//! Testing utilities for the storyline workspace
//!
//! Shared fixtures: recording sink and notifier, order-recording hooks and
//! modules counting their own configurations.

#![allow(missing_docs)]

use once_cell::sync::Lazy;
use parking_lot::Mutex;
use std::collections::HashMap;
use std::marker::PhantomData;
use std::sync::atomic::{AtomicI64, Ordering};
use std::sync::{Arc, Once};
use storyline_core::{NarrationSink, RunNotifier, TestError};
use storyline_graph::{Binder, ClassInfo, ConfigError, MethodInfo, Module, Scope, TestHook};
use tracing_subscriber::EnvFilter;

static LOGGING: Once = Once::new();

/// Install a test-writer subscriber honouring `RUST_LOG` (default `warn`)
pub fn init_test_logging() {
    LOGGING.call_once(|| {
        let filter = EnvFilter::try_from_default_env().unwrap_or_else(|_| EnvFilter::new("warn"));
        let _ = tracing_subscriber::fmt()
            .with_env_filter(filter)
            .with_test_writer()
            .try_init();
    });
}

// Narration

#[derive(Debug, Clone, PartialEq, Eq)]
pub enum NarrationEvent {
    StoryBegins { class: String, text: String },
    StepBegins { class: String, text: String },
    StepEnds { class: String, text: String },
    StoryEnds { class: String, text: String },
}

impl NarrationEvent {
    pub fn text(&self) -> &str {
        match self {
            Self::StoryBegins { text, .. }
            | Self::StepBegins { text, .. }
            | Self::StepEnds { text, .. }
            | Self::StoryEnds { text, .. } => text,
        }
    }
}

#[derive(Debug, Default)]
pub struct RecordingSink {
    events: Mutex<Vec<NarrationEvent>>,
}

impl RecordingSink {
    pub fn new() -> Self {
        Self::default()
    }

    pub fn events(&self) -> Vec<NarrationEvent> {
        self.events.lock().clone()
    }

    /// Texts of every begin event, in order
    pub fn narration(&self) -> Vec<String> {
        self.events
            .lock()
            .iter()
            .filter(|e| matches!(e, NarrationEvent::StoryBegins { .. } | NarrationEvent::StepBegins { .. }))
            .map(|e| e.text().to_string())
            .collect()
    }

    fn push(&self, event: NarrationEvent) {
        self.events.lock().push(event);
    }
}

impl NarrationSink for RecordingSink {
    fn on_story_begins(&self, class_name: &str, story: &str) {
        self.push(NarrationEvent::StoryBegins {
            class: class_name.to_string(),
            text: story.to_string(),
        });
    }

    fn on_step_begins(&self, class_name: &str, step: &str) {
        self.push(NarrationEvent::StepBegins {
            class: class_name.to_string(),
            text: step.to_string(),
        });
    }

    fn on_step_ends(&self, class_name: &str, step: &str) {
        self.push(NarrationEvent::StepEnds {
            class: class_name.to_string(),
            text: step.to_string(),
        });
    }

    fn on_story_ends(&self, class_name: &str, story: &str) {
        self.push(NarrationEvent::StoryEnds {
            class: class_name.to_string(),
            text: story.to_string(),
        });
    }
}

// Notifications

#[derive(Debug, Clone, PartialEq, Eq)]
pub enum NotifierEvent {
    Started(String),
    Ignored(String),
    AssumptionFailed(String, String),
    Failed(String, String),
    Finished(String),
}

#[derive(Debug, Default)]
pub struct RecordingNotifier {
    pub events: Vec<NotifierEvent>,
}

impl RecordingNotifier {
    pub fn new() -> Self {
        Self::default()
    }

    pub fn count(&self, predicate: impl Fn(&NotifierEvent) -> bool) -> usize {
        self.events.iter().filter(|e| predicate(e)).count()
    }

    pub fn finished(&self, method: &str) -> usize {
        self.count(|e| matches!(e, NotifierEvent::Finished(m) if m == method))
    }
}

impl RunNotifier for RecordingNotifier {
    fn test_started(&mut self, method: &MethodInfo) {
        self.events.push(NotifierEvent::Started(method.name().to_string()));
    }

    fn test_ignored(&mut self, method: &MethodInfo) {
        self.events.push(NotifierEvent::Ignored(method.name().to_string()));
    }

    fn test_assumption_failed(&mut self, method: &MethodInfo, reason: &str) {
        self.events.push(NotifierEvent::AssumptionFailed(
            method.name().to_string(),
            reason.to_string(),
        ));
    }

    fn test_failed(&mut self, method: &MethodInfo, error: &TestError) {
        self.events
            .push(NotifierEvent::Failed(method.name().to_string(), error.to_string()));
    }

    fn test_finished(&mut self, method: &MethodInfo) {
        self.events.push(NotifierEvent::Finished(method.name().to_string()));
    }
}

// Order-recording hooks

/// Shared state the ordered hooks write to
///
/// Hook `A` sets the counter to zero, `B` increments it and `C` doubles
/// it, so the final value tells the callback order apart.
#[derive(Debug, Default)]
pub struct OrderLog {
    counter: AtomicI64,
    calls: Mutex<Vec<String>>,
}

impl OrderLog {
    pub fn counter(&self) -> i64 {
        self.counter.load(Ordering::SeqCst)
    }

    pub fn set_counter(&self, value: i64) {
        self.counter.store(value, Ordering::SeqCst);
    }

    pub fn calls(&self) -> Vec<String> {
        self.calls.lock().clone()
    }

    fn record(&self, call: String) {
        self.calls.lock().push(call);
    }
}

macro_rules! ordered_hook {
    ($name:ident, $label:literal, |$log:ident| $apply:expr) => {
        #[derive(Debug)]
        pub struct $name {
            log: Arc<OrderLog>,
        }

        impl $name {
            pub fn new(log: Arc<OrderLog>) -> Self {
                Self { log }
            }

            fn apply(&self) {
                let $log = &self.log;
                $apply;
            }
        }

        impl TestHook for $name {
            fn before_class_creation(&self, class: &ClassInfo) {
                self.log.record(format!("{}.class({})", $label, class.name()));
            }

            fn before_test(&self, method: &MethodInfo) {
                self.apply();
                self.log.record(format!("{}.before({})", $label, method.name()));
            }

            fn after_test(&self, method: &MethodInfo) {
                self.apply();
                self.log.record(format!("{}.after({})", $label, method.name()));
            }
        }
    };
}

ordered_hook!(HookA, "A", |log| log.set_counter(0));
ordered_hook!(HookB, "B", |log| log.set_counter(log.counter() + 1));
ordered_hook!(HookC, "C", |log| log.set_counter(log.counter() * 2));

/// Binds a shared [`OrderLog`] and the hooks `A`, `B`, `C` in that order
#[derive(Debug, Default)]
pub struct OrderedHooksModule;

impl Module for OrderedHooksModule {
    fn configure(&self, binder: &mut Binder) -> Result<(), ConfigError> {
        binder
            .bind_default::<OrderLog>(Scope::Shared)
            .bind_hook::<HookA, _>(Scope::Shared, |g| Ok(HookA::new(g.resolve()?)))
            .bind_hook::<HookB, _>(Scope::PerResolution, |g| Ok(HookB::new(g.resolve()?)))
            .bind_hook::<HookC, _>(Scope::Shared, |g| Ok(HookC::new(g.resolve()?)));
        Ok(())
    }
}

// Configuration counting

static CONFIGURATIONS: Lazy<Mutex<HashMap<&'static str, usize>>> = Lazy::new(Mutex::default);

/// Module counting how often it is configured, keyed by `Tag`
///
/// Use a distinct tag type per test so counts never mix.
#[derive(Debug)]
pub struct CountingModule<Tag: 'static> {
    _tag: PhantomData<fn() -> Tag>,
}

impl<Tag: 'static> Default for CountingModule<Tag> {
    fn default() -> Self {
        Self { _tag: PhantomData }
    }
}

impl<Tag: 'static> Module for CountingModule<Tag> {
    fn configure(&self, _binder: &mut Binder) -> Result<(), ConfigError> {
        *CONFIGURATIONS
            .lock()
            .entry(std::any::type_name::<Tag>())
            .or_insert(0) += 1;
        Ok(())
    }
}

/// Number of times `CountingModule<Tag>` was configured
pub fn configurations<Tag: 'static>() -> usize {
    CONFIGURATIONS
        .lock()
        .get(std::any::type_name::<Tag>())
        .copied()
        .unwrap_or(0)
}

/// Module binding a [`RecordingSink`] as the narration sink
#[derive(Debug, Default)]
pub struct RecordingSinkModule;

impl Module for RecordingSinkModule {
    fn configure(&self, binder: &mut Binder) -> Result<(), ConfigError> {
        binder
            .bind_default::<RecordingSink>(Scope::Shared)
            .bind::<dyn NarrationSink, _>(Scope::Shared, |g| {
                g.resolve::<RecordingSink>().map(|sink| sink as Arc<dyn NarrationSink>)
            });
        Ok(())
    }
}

Requirement = Using the material above, report each line where "sync" occurs.

Your response =
use once_cell::sync::Lazy;
use std::sync::atomic::{AtomicI64, Ordering};
use std::sync::{Arc, Once};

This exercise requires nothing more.